• [Data in this exercise]
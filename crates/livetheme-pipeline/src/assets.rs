//! Runtime theme-switch script injection.
//!
//! Copyright (c) 2025 Posit, PBC
//!
//! Thin glue over the host's "assets ready" stage: splices a small
//! `<script>` shim into the produced entry asset so the theme can be
//! toggled at runtime by flipping a CSS class on the document root. The
//! override block (see [`crate::block`]) redirects every theme variable to
//! a `var(--prefix-name)` reference, so toggling the class is all that is
//! needed to switch themes without a rebuild.

use indexmap::IndexMap;

use crate::config::ThemeConfig;
use crate::error::PipelineError;

/// Marker baked into the shim; also the injection idempotency guard.
const RUNTIME_MARKER: &str = "livetheme-runtime";

/// The shim itself. `__PREFIX__` is replaced with the configured
/// `theme_class_pre`; the shim toggles `__PREFIX__-dark` on the document
/// root and persists the chosen mode.
const RUNTIME_TEMPLATE: &str = r#"<script id="livetheme-runtime">
(function () {
  var root = document.documentElement;
  var cls = '__PREFIX__-dark';
  var key = '__PREFIX__:mode';
  function apply(dark) {
    if (dark) { root.classList.add(cls); } else { root.classList.remove(cls); }
  }
  try { apply(localStorage.getItem(key) === 'dark'); } catch (e) { apply(false); }
  window.__setTheme = function (mode) {
    apply(mode === 'dark');
    try { localStorage.setItem(key, mode); } catch (e) {}
  };
})();
</script>"#;

/// Splice the runtime theme-switch shim into the entry asset.
///
/// `assets` is the host-supplied map of produced asset names to text
/// content; `entry_name` is the configured entry asset (typically the
/// emitted HTML page). The shim goes immediately before `</body>` when
/// present, otherwise at the end of the asset. Calling this twice on the
/// same asset is a no-op the second time.
///
/// # Errors
///
/// [`PipelineError::EntryNotFound`] if `entry_name` is not among the
/// build outputs. This is a hard error: a theme runtime with nowhere to
/// live means the build is misconfigured.
pub fn inject_runtime_script(
    assets: &mut IndexMap<String, String>,
    entry_name: &str,
    config: &ThemeConfig,
) -> Result<(), PipelineError> {
    let asset = assets
        .get_mut(entry_name)
        .ok_or_else(|| PipelineError::EntryNotFound {
            name: entry_name.to_string(),
        })?;

    if asset.contains(RUNTIME_MARKER) {
        tracing::debug!(entry = entry_name, "Runtime shim already present");
        return Ok(());
    }

    let script = RUNTIME_TEMPLATE.replace("__PREFIX__", &config.theme_class_pre);
    match asset.rfind("</body>") {
        Some(pos) => asset.insert_str(pos, &script),
        None => asset.push_str(&script),
    }
    tracing::debug!(entry = entry_name, "Injected runtime theme shim");
    Ok(())
}

#[cfg(test)]
mod tests {
    use super::*;

    fn config() -> ThemeConfig {
        ThemeConfig::new("/theme")
    }

    fn assets_with(entry: &str, content: &str) -> IndexMap<String, String> {
        let mut assets = IndexMap::new();
        assets.insert(entry.to_string(), content.to_string());
        assets
    }

    #[test]
    fn test_inject_before_body_close() {
        let mut assets = assets_with("index.html", "<html><body><p>hi</p></body></html>");
        inject_runtime_script(&mut assets, "index.html", &config()).unwrap();

        let html = &assets["index.html"];
        let script = html.find("livetheme-runtime").unwrap();
        let body_close = html.rfind("</body>").unwrap();
        assert!(script < body_close);
        assert!(html.contains("antd-theme-dark"));
    }

    #[test]
    fn test_inject_appends_without_body() {
        let mut assets = assets_with("index.html", "<p>fragment</p>");
        inject_runtime_script(&mut assets, "index.html", &config()).unwrap();
        assert!(assets["index.html"].starts_with("<p>fragment</p>"));
        assert!(assets["index.html"].ends_with("</script>"));
    }

    #[test]
    fn test_inject_missing_entry_is_hard_error() {
        let mut assets = assets_with("other.html", "<html></html>");
        let result = inject_runtime_script(&mut assets, "index.html", &config());
        match result {
            Err(PipelineError::EntryNotFound { name }) => assert_eq!(name, "index.html"),
            other => panic!("expected EntryNotFound, got {:?}", other),
        }
    }

    #[test]
    fn test_inject_is_idempotent() {
        let mut assets = assets_with("index.html", "<body></body>");
        inject_runtime_script(&mut assets, "index.html", &config()).unwrap();
        let once = assets["index.html"].clone();
        inject_runtime_script(&mut assets, "index.html", &config()).unwrap();
        assert_eq!(assets["index.html"], once);
    }

    #[test]
    fn test_inject_uses_configured_prefix() {
        let mut cfg = config();
        cfg.theme_class_pre = "my-app".to_string();
        let mut assets = assets_with("index.html", "<body></body>");
        inject_runtime_script(&mut assets, "index.html", &cfg).unwrap();
        assert!(assets["index.html"].contains("my-app-dark"));
        assert!(!assets["index.html"].contains("__PREFIX__"));
    }
}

• [The task] Every entry must appear in the answer exactly as written.

• [Answer box]
filename crates/livetheme-pipeline/src/assets.rs
//! Runtime theme-switch script injection.
//!
//! Copyright (c) 2025 Posit, PBC
//!
//! Thin glue over the host's "assets ready" stage: splices a small
//! `<script>` shim into the produced entry asset so the theme can be
//! toggled at runtime by flipping a CSS class on the document root. The
//! override block (see [`crate::block`]) redirects every theme variable to
//! a `var(--prefix-name)` reference, so toggling the class is all that is
//! needed to switch themes without a rebuild.

use indexmap::IndexMap;

use crate::config::ThemeConfig;
use crate::error::PipelineError;

/// Marker baked into the shim; also the injection idempotency guard.
const RUNTIME_MARKER: &str = "livetheme-runtime";

/// The shim itself. `__PREFIX__` is replaced with the configured
/// `theme_class_pre`; the shim toggles `__PREFIX__-dark` on the document
/// root and persists the chosen mode.
const RUNTIME_TEMPLATE: &str = r#"<script id="livetheme-runtime">
(function () {
  var root = document.documentElement;
  var cls = '__PREFIX__-dark';
  var key = '__PREFIX__:mode';
  function apply(dark) {
    if (dark) { root.classList.add(cls); } else { root.classList.remove(cls); }
  }
  try { apply(localStorage.getItem(key) === 'dark'); } catch (e) { apply(false); }
  window.__setTheme = function (mode) {
    apply(mode === 'dark');
    try { localStorage.setItem(key, mode); } catch (e) {}
  };
})();
</script>"#;

/// Splice the runtime theme-switch shim into the entry asset.
///
/// `assets` is the host-supplied map of produced asset names to text
/// content; `entry_name` is the configured entry asset (typically the
/// emitted HTML page). The shim goes immediately before `</body>` when
/// present, otherwise at the end of the asset. Calling this twice on the
/// same asset is a no-op the second time.
///
/// # Errors
///
/// [`PipelineError::EntryNotFound`] if `entry_name` is not among the
/// build outputs. This is a hard error: a theme runtime with nowhere to
/// live means the build is misconfigured.
pub fn inject_runtime_script(
    assets: &mut IndexMap<String, String>,
    entry_name: &str,
    config: &ThemeConfig,
) -> Result<(), PipelineError> {
    let asset = assets
        .get_mut(entry_name)
        .ok_or_else(|| PipelineError::EntryNotFound {
            name: entry_name.to_string(),
        })?;

    if asset.contains(RUNTIME_MARKER) {
        tracing::debug!(entry = entry_name, "Runtime shim already present");
        return Ok(());
    }

    let script = RUNTIME_TEMPLATE.replace("__PREFIX__", &config.theme_class_pre);
    match asset.rfind("</body>") {
        Some(pos) => asset.insert_str(pos, &script),
        None => asset.push_str(&script),
    }
    tracing::debug!(entry = entry_name, "Injected runtime theme shim");
    Ok(())
}

#[cfg(test)]
mod tests {
    use super::*;

    fn config() -> ThemeConfig {
        ThemeConfig::new("/theme")
    }

    fn assets_with(entry: &str, content: &str) -> IndexMap<String, String> {
        let mut assets = IndexMap::new();
        assets.insert(entry.to_string(), content.to_string());
        assets
    }

    #[test]
    fn test_inject_before_body_close() {
        let mut assets = assets_with("index.html", "<html><body><p>hi</p></body></html>");
        inject_runtime_script(&mut assets, "index.html", &config()).unwrap();

        let html = &assets["index.html"];
        let script = html.find("livetheme-runtime").unwrap();
        let body_close = html.rfind("</body>").unwrap();
        assert!(script < body_close);
        assert!(html.contains("antd-theme-dark"));
    }

    #[test]
    fn test_inject_appends_without_body() {
        let mut assets = assets_with("index.html", "<p>fragment</p>");
        inject_runtime_script(&mut assets, "index.html", &config()).unwrap();
        assert!(assets["index.html"].starts_with("<p>fragment</p>"));
        assert!(assets["index.html"].ends_with("</script>"));
    }

    #[test]
    fn test_inject_missing_entry_is_hard_error() {
        let mut assets = assets_with("other.html", "<html></html>");
        let result = inject_runtime_script(&mut assets, "index.html", &config());
        match result {
            Err(PipelineError::EntryNotFound { name }) => assert_eq!(name, "index.html"),
            other => panic!("expected EntryNotFound, got {:?}", other),
        }
    }

    #[test]
    fn test_inject_is_idempotent() {
        let mut assets = assets_with("index.html", "<body></body>");
        inject_runtime_script(&mut assets, "index.html", &config()).unwrap();
        let once = assets["index.html"].clone();
        inject_runtime_script(&mut assets, "index.html", &config()).unwrap();
        assert_eq!(assets["index.html"], once);
    }

    #[test]
    fn test_inject_uses_configured_prefix() {
        let mut cfg = config();
        cfg.theme_class_pre = "my-app".to_string();
        let mut assets = assets_with("index.html", "<body></body>");
        inject_runtime_script(&mut assets, "index.html", &cfg).unwrap();
        assert!(assets["index.html"].contains("my-app-dark"));
        assert!(!assets["index.html"].contains("__PREFIX__"));
    }
}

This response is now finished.